Other modifications were decided based on the results of this study. First, to improve CDS performance in patients with normal respiratory mechanics the minimal PS level was allowed to decrease to 5 cmH2O for patients with a low respiratory rate and no PETCO2 elevation. Second, because secretions induce high resistance, to which the CDS responds by a rapid PS increase, a modification was introduced. With this modification, a rapid increase in PS followed by automatic recognition of suctioning prompts an attempt by the CDS to rapidly decrease the PS level immediately after the end of suctioning. Suctioning is recognized either via a specific sequence of alarms generated by disconnection or via activation by the nurse of a special ventilator function (pre- and postsuctioning oxygenation with 100% FIO2 during 120 s). Suctioning can be performed as often as needed with no special maneuver on the computer.

The nonrandomized open design is a major limitation of our study. However, this work is intended as a pilot study to prepare larger prospective, randomized studies. The number of patients with chronic obstructive pulmonary disease was too small to allow an assessment of the long-term efficacy of our CDS in this population.

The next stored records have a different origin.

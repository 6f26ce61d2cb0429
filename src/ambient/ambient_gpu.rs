//! GPU ambient occlusion kernel

use std::ops::Range;

use bytemuck::{Pod, Zeroable};
use glam::Vec3;
use wgpu::util::DeviceExt;

use crate::config::AmbientConfig;
use crate::error::{VolumeError, VolumeResult};
use crate::gpu::shader_source::{slice_kernel_source, AMBIENT_SLICE_WGSL};
use crate::gpu::slice_pass::kernel_bind_group_layout;
use crate::gpu::{GpuContext, SliceKernel, SlicePass};
use crate::volume::VolumeTexture;

/// Directions the uniform block can hold
pub const MAX_AMBIENT_DIRECTIONS: usize = 256;

#[repr(C)]
#[derive(Copy, Clone, Pod, Zeroable)]
pub struct AmbientUniform {
    pub iso_threshold: f32,
    pub step_length: f32,
    pub ray_steps: u32,
    pub direction_count: u32,
    pub directions: [[f32; 4]; MAX_AMBIENT_DIRECTIONS],
}

static_assertions::const_assert_eq!(
    std::mem::size_of::<AmbientUniform>(),
    16 + 16 * MAX_AMBIENT_DIRECTIONS
);

pub struct GpuAmbientKernel {
    pass: SlicePass,
    bind_group: wgpu::BindGroup,
    _uniform_buffer: wgpu::Buffer,
}

impl GpuAmbientKernel {
    pub fn new(
        ctx: &GpuContext,
        volume: &VolumeTexture,
        directions: &[Vec3],
        iso_threshold: f32,
        config: &AmbientConfig,
    ) -> VolumeResult<Self> {
        if directions.len() > MAX_AMBIENT_DIRECTIONS {
            return Err(VolumeError::InvalidConfig {
                field: "ambient.subdivisions".to_string(),
                value: directions.len().to_string(),
                reason: format!("at most {} directions fit the uniform block", MAX_AMBIENT_DIRECTIONS),
            });
        }

        let mut uniform = AmbientUniform {
            iso_threshold,
            step_length: config.step_length,
            ray_steps: config.ray_steps,
            direction_count: directions.len() as u32,
            directions: [[0.0; 4]; MAX_AMBIENT_DIRECTIONS],
        };
        for (slot, dir) in uniform.directions.iter_mut().zip(directions) {
            *slot = dir.extend(0.0).to_array();
        }

        let device = &ctx.device;
        let uniform_buffer = device.create_buffer_init(&wgpu::util::BufferInitDescriptor {
            label: Some("Ambient Params"),
            contents: bytemuck::bytes_of(&uniform),
            usage: wgpu::BufferUsages::UNIFORM,
        });

        let layout = kernel_bind_group_layout(device, &volume.mode);
        let bind_group = device.create_bind_group(&wgpu::BindGroupDescriptor {
            label: Some("Ambient Bind Group"),
            layout: &layout,
            entries: &[
                wgpu::BindGroupEntry {
                    binding: 0,
                    resource: wgpu::BindingResource::TextureView(&volume.view),
                },
                wgpu::BindGroupEntry {
                    binding: 1,
                    resource: uniform_buffer.as_entire_binding(),
                },
            ],
        });

        let source = slice_kernel_source(&volume.mode, volume.dims, AMBIENT_SLICE_WGSL);
        let pass = SlicePass::new(
            ctx,
            "Ambient Occlusion Slice",
            source,
            &layout,
            volume.dims.x,
            volume.dims.y,
            volume.dims.z,
            config.slices_per_readback,
        )?;

        Ok(Self {
            pass,
            bind_group,
            _uniform_buffer: uniform_buffer,
        })
    }
}

impl SliceKernel for GpuAmbientKernel {
    fn label(&self) -> &'static str {
        self.pass.label()
    }

    fn process_slices(&mut self, z_range: Range<u32>, out: &mut [u8]) -> VolumeResult<()> {
        self.pass.run(&self.bind_group, z_range, out)
    }
}
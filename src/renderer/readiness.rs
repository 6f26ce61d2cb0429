//! Pipeline readiness barrier
//!
//! `render()` is a no-op until every pipeline of the current generation has
//! reported success. Reports tagged with an older generation are dropped, so
//! builds that finish after a volume reload cannot mark the new set ready.

use rustc_hash::FxHashSet;

use super::pipeline_cache::PipelineVariant;

#[derive(Debug, Clone, PartialEq, Eq)]
pub struct ShaderFailure {
    pub variant: PipelineVariant,
    pub error: String,
}

#[derive(Debug, Default)]
pub struct ReadinessBarrier {
    generation: u64,
    expected: usize,
    ready: FxHashSet<PipelineVariant>,
    failures: Vec<ShaderFailure>,
}

impl ReadinessBarrier {
    pub fn new() -> Self {
        Self::default()
    }

    /// Start waiting for `expected` pipelines of `generation`
    pub fn reset(&mut self, generation: u64, expected: usize) {
        self.generation = generation;
        self.expected = expected;
        self.ready.clear();
        self.failures.clear();
    }

    /// Record one build result. Returns false for stale reports.
    pub fn report(&mut self, generation: u64, variant: PipelineVariant, result: Result<(), String>) -> bool {
        if generation != self.generation {
            log::debug!(
                "[ReadinessBarrier] Dropping {:?} from generation {} (current {})",
                variant,
                generation,
                self.generation
            );
            return false;
        }
        match result {
            Ok(()) => {
                self.ready.insert(variant);
            }
            Err(error) => {
                log::error!("[ReadinessBarrier] {:?} failed: {}", variant, error);
                self.failures.push(ShaderFailure { variant, error });
            }
        }
        true
    }

    pub fn is_ready(&self) -> bool {
        self.failures.is_empty() && self.expected > 0 && self.ready.len() >= self.expected
    }

    pub fn failures(&self) -> &[ShaderFailure] {
        &self.failures
    }

    pub fn generation(&self) -> u64 {
        self.generation
    }

    /// Reports still outstanding
    pub fn pending(&self) -> usize {
        self.expected
            .saturating_sub(self.ready.len() + self.failures.len())
    }
}

#[cfg(test)]
mod tests {
    use super::*;
    use crate::renderer::RenderMode;

    #[test]
    fn test_ready_after_all_reports() {
        let mut barrier = ReadinessBarrier::new();
        assert!(!barrier.is_ready());
        barrier.reset(1, 2);
        assert!(barrier.report(1, PipelineVariant::Backface, Ok(())));
        assert!(!barrier.is_ready());
        assert_eq!(barrier.pending(), 1);
        barrier.report(1, PipelineVariant::Frontface, Ok(()));
        assert!(barrier.is_ready());
    }

    #[test]
    fn test_failure_blocks_readiness() {
        let mut barrier = ReadinessBarrier::new();
        barrier.reset(3, 2);
        barrier.report(3, PipelineVariant::Backface, Ok(()));
        barrier.report(
            3,
            PipelineVariant::LowRes(RenderMode::IsoSurface),
            Err("bad wgsl".to_string()),
        );
        assert!(!barrier.is_ready());
        assert_eq!(barrier.pending(), 0);
        assert_eq!(barrier.failures()[0].error, "bad wgsl");
    }

    #[test]
    fn test_stale_generation_is_ignored() {
        let mut barrier = ReadinessBarrier::new();
        barrier.reset(1, 1);
        barrier.reset(2, 1);
        assert!(!barrier.report(1, PipelineVariant::Composite, Ok(())));
        assert!(!barrier.is_ready());
        assert!(barrier.report(2, PipelineVariant::Composite, Ok(())));
        assert!(barrier.is_ready());
    }
}
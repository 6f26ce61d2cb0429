// Hearth Volume - GPU volume ray casting with a voxel mask eraser
//
// Data-oriented layout: plain data in *_data.rs, free functions in
// *_operations.rs. GPU handles live in the renderer context and are dropped
// as a unit whenever a new volume is loaded.
//
// - volume: packing into a 3D texture or tiled 2D atlas
// - ambient / filter: per-slice precompute kernels (GPU or CPU)
// - transfer: 256-entry color/opacity lookup and tissue bands
// - renderer: multi-pass ray caster
// - eraser: CPU mask editing against a captured frame

pub mod ambient;
pub mod config;
pub mod eraser;
pub mod error;
pub mod filter;
pub mod gpu;
pub mod renderer;
pub mod transfer;
pub mod volume;

pub use ambient::AmbientOcclusionPrecomputer;
pub use config::{AmbientConfig, EraserConfig, FilterConfig, RendererConfig, SeedSolid, VolumeConfig};
pub use eraser::{EraseOutcome, FrameCapture, VoxelMaskEditor};
pub use error::{ErrorContext, OptionExt, VolumeError, VolumeResult};
pub use filter::BilateralFilterEngine;
pub use gpu::{request_headless_context, GpuCapabilities, GpuContext};
pub use renderer::{OverlayScene, RenderMode, ShaderFailure, VolumeRenderer};
pub use transfer::TransferFunction;
pub use volume::{create_volume, AddressingMode, NonEmptyBox, RoiPalette, Volume};

// Re-export wgpu so hosts create surfaces and overlays against the same version
pub use wgpu;
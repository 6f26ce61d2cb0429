//! Bilateral filter engine
//!
//! Edge-preserving smoothing of the intensity volume, one batch of z-slices
//! per `update()` so a host can spread the work over several frames.

pub mod bilateral_cpu;
pub mod bilateral_gpu;

pub use bilateral_cpu::{filter_sigmas, CpuBilateralKernel};
pub use bilateral_gpu::{BilateralUniform, GpuBilateralKernel};

use glam::UVec3;

use crate::error::{VolumeError, VolumeResult};
use crate::gpu::SliceKernel;
use crate::volume::voxel_count;

/// Number of `update()` calls for volumes deeper than 16 slices
const STEPS_LARGE: u32 = 24;
const STEPS_SMALL: u32 = 2;

pub struct BilateralFilterEngine<K: SliceKernel> {
    kernel: K,
    dims: UVec3,
    result: Vec<u8>,
    z: u32,
    iteration: u32,
}

impl<K: SliceKernel> BilateralFilterEngine<K> {
    /// The result starts as a copy of `input`
    pub fn new(kernel: K, input: &[u8], dims: UVec3) -> VolumeResult<Self> {
        if input.len() != voxel_count(dims) {
            return Err(VolumeError::DataSizeMismatch {
                expected: voxel_count(dims),
                found: input.len(),
            });
        }
        log::info!(
            "[BilateralFilter] {} over {}x{}x{}",
            kernel.label(),
            dims.x,
            dims.y,
            dims.z
        );
        Ok(Self {
            kernel,
            dims,
            result: input.to_vec(),
            z: 0,
            iteration: 0,
        })
    }

    fn steps(&self) -> u32 {
        if self.dims.z > 16 {
            STEPS_LARGE
        } else {
            STEPS_SMALL
        }
    }

    /// Filter the next batch of slices. No-op once finished.
    pub fn update(&mut self) -> VolumeResult<()> {
        if self.is_finished() {
            return Ok(());
        }
        let z_next = ((self.iteration + 1) as u64 * self.dims.z as u64 / self.steps() as u64) as u32;
        let z_next = z_next.clamp(self.z, self.dims.z);

        if z_next > self.z {
            let slice_len = (self.dims.x * self.dims.y) as usize;
            let dst = &mut self.result[self.z as usize * slice_len..z_next as usize * slice_len];
            self.kernel.process_slices(self.z..z_next, dst)?;
            log::debug!(
                "[BilateralFilter] slices {}..{} of {}",
                self.z,
                z_next,
                self.dims.z
            );
        }
        self.z = z_next;
        self.iteration += 1;

        if self.is_finished() {
            log::info!("[BilateralFilter] Finished after {} updates", self.iteration);
        }
        Ok(())
    }

    /// Drive `update()` to completion
    pub fn run_to_end(&mut self) -> VolumeResult<()> {
        while !self.is_finished() {
            self.update()?;
        }
        Ok(())
    }

    pub fn is_finished(&self) -> bool {
        self.z >= self.dims.z
    }

    /// Fraction of slices done, 0..=1
    pub fn progress(&self) -> f32 {
        self.z as f32 / self.dims.z as f32
    }

    pub fn result(&self) -> &[u8] {
        &self.result
    }

    pub fn into_result(self) -> Vec<u8> {
        self.result
    }
}

#[cfg(test)]
mod tests {
    use super::*;
    use crate::config::FilterConfig;

    #[test]
    fn test_flat_volume_is_fixed_point() {
        let dims = UVec3::new(6, 4, 5);
        let input = vec![137u8; voxel_count(dims)];
        let kernel = CpuBilateralKernel::new(&input, dims, &FilterConfig::default()).unwrap();
        let mut engine = BilateralFilterEngine::new(kernel, &input, dims).unwrap();
        engine.run_to_end().unwrap();
        assert_eq!(engine.result(), input.as_slice());
    }

    #[test]
    fn test_small_volume_finishes_in_two_updates() {
        let dims = UVec3::new(3, 3, 5);
        let input = vec![10u8; voxel_count(dims)];
        let kernel = CpuBilateralKernel::new(&input, dims, &FilterConfig::default()).unwrap();
        let mut engine = BilateralFilterEngine::new(kernel, &input, dims).unwrap();

        assert_eq!(engine.progress(), 0.0);
        engine.update().unwrap();
        assert!(!engine.is_finished());
        assert!((engine.progress() - 0.4).abs() < 1e-6);
        engine.update().unwrap();
        assert!(engine.is_finished());
        assert_eq!(engine.progress(), 1.0);
    }

    #[test]
    fn test_large_volume_takes_24_updates() {
        let dims = UVec3::new(2, 2, 48);
        let input = vec![0u8; voxel_count(dims)];
        let kernel = CpuBilateralKernel::new(&input, dims, &FilterConfig::default()).unwrap();
        let mut engine = BilateralFilterEngine::new(kernel, &input, dims).unwrap();
        let mut updates = 0;
        while !engine.is_finished() {
            engine.update().unwrap();
            updates += 1;
        }
        assert_eq!(updates, 24);
    }

    #[test]
    fn test_rejects_wrong_input_size() {
        let dims = UVec3::new(2, 2, 2);
        let input = vec![0u8; 8];
        let kernel = CpuBilateralKernel::new(&input, dims, &FilterConfig::default()).unwrap();
        assert!(BilateralFilterEngine::new(kernel, &[0u8; 3], dims).is_err());
    }
}
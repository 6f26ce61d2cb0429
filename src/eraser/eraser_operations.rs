//! Eraser Operations - Pure DOP Functions
//!
//! Erasing maps a screen pixel to the surface voxel under it through the
//! last frame capture, orients the tool cylinder along the local surface
//! normal and flood-fills the voxels inside it. Undo replays the same fill.

use std::collections::VecDeque;

use glam::{IVec3, UVec3, Vec3};
use rustc_hash::FxHashSet;

use super::eraser_data::{
    EraseOutcome, FrameCapture, Mask, Stroke, VoxelMaskEditor, MASK_ERASED, MASK_VISIBLE,
    NO_MATERIAL,
};
use super::tool_frame::{
    back_distance, bounding_extent, euler_from_normal, inside_tool, tool_frame, ToolFrame,
};
use crate::config::EraserConfig;
use crate::error::{VolumeError, VolumeResult};
use crate::volume::{linear_index, voxel_coords, voxel_count};

/// Shift from centered object space to texture space
const COORD_SHIFT: f32 = 0.5;

const NEIGHBORS: [IVec3; 6] = [
    IVec3::new(1, 0, 0),
    IVec3::new(-1, 0, 0),
    IVec3::new(0, 1, 0),
    IVec3::new(0, -1, 0),
    IVec3::new(0, 0, 1),
    IVec3::new(0, 0, -1),
];

/// Gradients weaker than this fall back to the view ray
const MIN_GRADIENT: f32 = 1e-4;

// ============================================================================
// INITIALIZATION
// ============================================================================

/// Fully visible mask
pub fn create_mask(dims: UVec3) -> Mask {
    Mask {
        dims,
        voxels: vec![MASK_VISIBLE; voxel_count(dims)],
    }
}

pub fn create_eraser(intensities: Vec<u8>, dims: UVec3, config: &EraserConfig) -> VolumeResult<VoxelMaskEditor> {
    if intensities.len() != voxel_count(dims) {
        return Err(VolumeError::DataSizeMismatch {
            expected: voxel_count(dims),
            found: intensities.len(),
        });
    }
    log::info!("[Eraser] Ready for {}x{}x{} volume", dims.x, dims.y, dims.z);
    Ok(VoxelMaskEditor {
        dims,
        intensities,
        mask: create_mask(dims),
        strokes: Vec::new(),
        radius: config.radius.min(max_tool_size(dims)),
        depth: config.depth.min(max_tool_size(dims)),
        prev_distance: 0.0,
        reset_flag: true,
        mask_dirty: false,
        config: config.clone(),
    })
}

// ============================================================================
// SETTINGS / HISTORY
// ============================================================================

/// Longest straight line through the volume, in voxels
pub fn max_tool_size(dims: UVec3) -> f32 {
    dims.as_vec3().length().ceil()
}

pub fn set_radius(editor: &mut VoxelMaskEditor, radius: f32) {
    if radius > 0.0 {
        editor.radius = radius.min(max_tool_size(editor.dims));
    } else {
        log::warn!("[Eraser] Ignoring non-positive radius {}", radius);
    }
}

pub fn set_depth(editor: &mut VoxelMaskEditor, depth: f32) {
    if depth > 0.0 {
        editor.depth = depth.min(max_tool_size(editor.dims));
    } else {
        log::warn!("[Eraser] Ignoring non-positive depth {}", depth);
    }
}

pub fn clear_history(editor: &mut VoxelMaskEditor) {
    editor.strokes.clear();
}

/// Make every voxel visible again and forget all strokes
pub fn reset_mask(editor: &mut VoxelMaskEditor) {
    editor.mask.voxels.fill(MASK_VISIBLE);
    editor.strokes.clear();
    editor.reset_flag = true;
    editor.mask_dirty = true;
}

/// Whether the mask changed since the last call
pub fn take_dirty(editor: &mut VoxelMaskEditor) -> bool {
    std::mem::take(&mut editor.mask_dirty)
}

/// xDim / zDim, applied to z offsets inside the tool
pub fn radius_ratio(dims: UVec3) -> f32 {
    dims.x as f32 / dims.z as f32
}

// ============================================================================
// CAPTURE LOOKUP
// ============================================================================

/// Entry point, exit point and hit distance under a screen pixel
pub fn sample_capture(capture: &FrameCapture, x: i32, y: i32) -> Result<(Vec3, Vec3, f32), EraseOutcome> {
    if x < 0 || y < 0 || x as u32 >= capture.width || y as u32 >= capture.height {
        return Err(EraseOutcome::OutOfViewport);
    }
    let (x, y) = (x as u32, y as u32);
    let divisor = capture.low_res_divisor.max(1);
    let (lx, ly) = (x / divisor, y / divisor);
    if lx >= capture.low_res_width || ly >= capture.low_res_height {
        return Err(EraseOutcome::OutOfViewport);
    }

    let cell = ((y * capture.width + x) * 4) as usize;
    let low_cell = ((ly * capture.low_res_width + lx) * 4) as usize;
    let (Some(bf), Some(ff), Some(low)) = (
        capture.backface.get(cell..cell + 4),
        capture.frontface.get(cell..cell + 4),
        capture.low_res.get(low_cell..low_cell + 4),
    ) else {
        return Err(EraseOutcome::OutOfViewport);
    };

    let distance = low[3];
    if bf[3] < 0.5 || distance >= NO_MATERIAL {
        return Err(EraseOutcome::NoMaterial);
    }
    Ok((Vec3::new(ff[0], ff[1], ff[2]), Vec3::new(bf[0], bf[1], bf[2]), distance))
}

/// floor((ff + dir*dist + 0.5) * dims), clamped into the volume
pub fn target_voxel(entry: Vec3, direction: Vec3, distance: f32, dims: UVec3) -> UVec3 {
    let texture = entry + direction * distance + Vec3::splat(COORD_SHIFT);
    let voxel = (texture * dims.as_vec3()).floor();
    voxel
        .clamp(Vec3::ZERO, (dims - UVec3::ONE).as_vec3())
        .as_uvec3()
}

/// Outward surface normal from a Gaussian-weighted gradient
pub fn estimate_normal(editor: &VoxelMaskEditor, voxel: UVec3, ray: Vec3) -> Vec3 {
    let r = editor.config.gauss_radius as i32;
    let sigma_sq = editor.config.gauss_sigma * editor.config.gauss_sigma;
    let max = editor.dims.as_ivec3() - IVec3::ONE;
    let center = voxel.as_ivec3();

    let mut gradient = Vec3::ZERO;
    let mut weights = 0.0f32;
    for k in -r..=r {
        for j in -r..=r {
            for i in -r..=r {
                let o = IVec3::new(i, j, k);
                let p = (center + o).clamp(IVec3::ZERO, max).as_uvec3();
                let v = editor.intensities[linear_index(editor.dims, p.x, p.y, p.z)] as f32 / 255.0;
                let of = o.as_vec3();
                let w = (-of.length_squared() / (2.0 * sigma_sq)).exp();
                gradient += v * w * (-of / sigma_sq);
                weights += w;
            }
        }
    }

    let n = gradient / weights;
    if n.length() < MIN_GRADIENT {
        -ray.normalize()
    } else {
        n.normalize()
    }
}

// ============================================================================
// FLOOD FILL
// ============================================================================

/// Voxels inside the tool reachable from `origin` that pass `accept`.
///
/// The origin always seeds the queue; afterwards only accepted voxels
/// spread to their 6 neighbors.
pub fn flood_fill(dims: UVec3, frame: &ToolFrame, origin: UVec3, accept: impl Fn(usize) -> bool) -> Vec<usize> {
    let extent = bounding_extent(frame);
    let origin_i = origin.as_ivec3();
    let lo = (origin_i - extent).max(IVec3::ZERO);
    let hi = (origin_i + extent).min(dims.as_ivec3() - IVec3::ONE);

    let mut accepted = Vec::new();
    let mut visited = FxHashSet::default();
    let mut queue = VecDeque::new();
    visited.insert(linear_index(dims, origin.x, origin.y, origin.z));
    queue.push_back(origin_i);

    while let Some(voxel) = queue.pop_front() {
        let p = voxel.as_uvec3();
        let index = linear_index(dims, p.x, p.y, p.z);
        let inside = inside_tool(frame, (voxel - origin_i).as_vec3()) && accept(index);
        if inside {
            accepted.push(index);
        } else if voxel != origin_i {
            continue;
        }

        for step in NEIGHBORS {
            let n = voxel + step;
            if n.cmplt(lo).any() || n.cmpgt(hi).any() {
                continue;
            }
            let nu = n.as_uvec3();
            if visited.insert(linear_index(dims, nu.x, nu.y, nu.z)) {
                queue.push_back(n);
            }
        }
    }
    accepted
}

// ============================================================================
// ERASE / UNDO
// ============================================================================

/// Erase under screen pixel (x, y) of the captured frame
pub fn erase_start(
    editor: &mut VoxelMaskEditor,
    capture: Option<&FrameCapture>,
    x: i32,
    y: i32,
    iso_threshold: f32,
    is_new_stroke: bool,
) -> EraseOutcome {
    let Some(capture) = capture else {
        log::debug!("[Eraser] No frame capture available");
        return EraseOutcome::NoCapture;
    };
    let (entry, exit, distance) = match sample_capture(capture, x, y) {
        Ok(sample) => sample,
        Err(outcome) => return outcome,
    };
    let ray = exit - entry;
    if ray.length_squared() <= f32::EPSILON {
        return EraseOutcome::NoMaterial;
    }
    let direction = ray.normalize();
    let dims = editor.dims;
    let origin = target_voxel(entry, direction, distance, dims);
    let ray_voxels = (direction * dims.as_vec3()).normalize();
    let normal = estimate_normal(editor, origin, ray_voxels);

    if is_new_stroke || editor.reset_flag {
        editor.prev_distance = distance;
        editor.reset_flag = false;
    } else if (editor.prev_distance - distance).abs() < editor.config.continuity_tolerance {
        editor.prev_distance = distance;
    } else {
        log::debug!(
            "[Eraser] Stroke broken: distance {:.3} -> {:.3}",
            editor.prev_distance,
            distance
        );
        editor.reset_flag = true;
        return EraseOutcome::Discontinuous;
    }

    let rotation = euler_from_normal(normal);
    let back = back_distance(ray_voxels, normal, editor.radius, editor.depth);
    let frame = tool_frame(rotation, editor.radius, editor.depth, back, radius_ratio(dims));

    let iso_level = (iso_threshold - editor.config.iso_border) * 255.0;
    let intensities = &editor.intensities;
    let mask = &editor.mask.voxels;
    let mut erased = flood_fill(dims, &frame, origin, |i| {
        intensities[i] as f32 >= iso_level && mask[i] != MASK_ERASED
    });
    if erased.is_empty() {
        return EraseOutcome::Unchanged;
    }

    for &i in &erased {
        editor.mask.voxels[i] = MASK_ERASED;
    }
    erased.sort_unstable();
    let voxels = erased.len();
    editor.strokes.push(Stroke {
        radius: editor.radius,
        depth: editor.depth,
        rotation,
        origin,
        back_distance: back,
        erased,
    });
    editor.mask_dirty = true;

    log::debug!(
        "[Eraser] Erased {} voxels at {:?} (stroke {})",
        voxels,
        origin,
        editor.strokes.len()
    );
    EraseOutcome::Erased { voxels }
}

/// Restore the voxels of the most recent stroke. None when history is empty.
pub fn undo_last_erasing(editor: &mut VoxelMaskEditor) -> Option<usize> {
    let Some(stroke) = editor.strokes.pop() else {
        log::debug!("[Eraser] Nothing to undo");
        return None;
    };

    let frame = tool_frame(
        stroke.rotation,
        stroke.radius,
        stroke.depth,
        stroke.back_distance,
        radius_ratio(editor.dims),
    );
    let mask = &editor.mask.voxels;
    let restored = flood_fill(editor.dims, &frame, stroke.origin, |i| {
        mask[i] == MASK_ERASED && stroke.erased.binary_search(&i).is_ok()
    });

    for &i in &restored {
        editor.mask.voxels[i] = MASK_VISIBLE;
    }
    if !restored.is_empty() {
        editor.mask_dirty = true;
    }
    log::debug!(
        "[Eraser] Restored {} voxels, {} strokes left",
        restored.len(),
        editor.strokes.len()
    );
    Some(restored.len())
}
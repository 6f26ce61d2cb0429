//! Bounding box and cut-plane geometry

use glam::Vec3;
use wgpu::util::DeviceExt;

use super::render_data::BoundsVertex;

/// Corner `i` has x, y, z taken from bits 0, 1, 2
pub const BOX_INDICES: [u16; 36] = [
    0, 2, 1, 1, 2, 3, // -Z
    4, 5, 6, 5, 7, 6, // +Z
    0, 4, 2, 2, 4, 6, // -X
    1, 3, 5, 3, 7, 5, // +X
    0, 1, 4, 1, 5, 4, // -Y
    2, 6, 3, 3, 6, 7, // +Y
];

pub const QUAD_INDICES: [u16; 6] = [0, 1, 2, 0, 2, 3];

pub fn box_vertices(min: Vec3, max: Vec3) -> [BoundsVertex; 8] {
    std::array::from_fn(|i| {
        let pick = |bit: usize, lo: f32, hi: f32| if i & (1 << bit) != 0 { hi } else { lo };
        BoundsVertex {
            position: [
                pick(0, min.x, max.x),
                pick(1, min.y, max.y),
                pick(2, min.z, max.z),
            ],
        }
    })
}

/// GPU buffers of the box and the cut-plane quad
pub struct BoundsGeometry {
    pub box_vertices: wgpu::Buffer,
    pub box_indices: wgpu::Buffer,
    /// Rewritten every frame from the current rotation
    pub quad_vertices: wgpu::Buffer,
    pub quad_indices: wgpu::Buffer,
}

pub fn create_bounds_geometry(device: &wgpu::Device, min: Vec3, max: Vec3) -> BoundsGeometry {
    let box_vertices = device.create_buffer_init(&wgpu::util::BufferInitDescriptor {
        label: Some("Bounding Box Vertices"),
        contents: bytemuck::cast_slice(&box_vertices(min, max)),
        usage: wgpu::BufferUsages::VERTEX,
    });
    let box_indices = device.create_buffer_init(&wgpu::util::BufferInitDescriptor {
        label: Some("Bounding Box Indices"),
        contents: bytemuck::cast_slice(&BOX_INDICES),
        usage: wgpu::BufferUsages::INDEX,
    });
    let quad_vertices = device.create_buffer(&wgpu::BufferDescriptor {
        label: Some("Cut Plane Vertices"),
        size: (std::mem::size_of::<BoundsVertex>() * 4) as wgpu::BufferAddress,
        usage: wgpu::BufferUsages::VERTEX | wgpu::BufferUsages::COPY_DST,
        mapped_at_creation: false,
    });
    let quad_indices = device.create_buffer_init(&wgpu::util::BufferInitDescriptor {
        label: Some("Cut Plane Indices"),
        contents: bytemuck::cast_slice(&QUAD_INDICES),
        usage: wgpu::BufferUsages::INDEX,
    });

    BoundsGeometry {
        box_vertices,
        box_indices,
        quad_vertices,
        quad_indices,
    }
}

In conclusion, potential benefits of the CDS include improved matching of ventilatory assistance to patient needs and earlier detection of weaning readiness. This study, however, was not able to determine whether this detection by the system was correct, and a randomized trial is needed. In addition, the decision for extubation needs a careful clinical assessment by the physician. These benefits, if confirmed, may translate into shorter times on mechanical ventilation and better patient outcomes.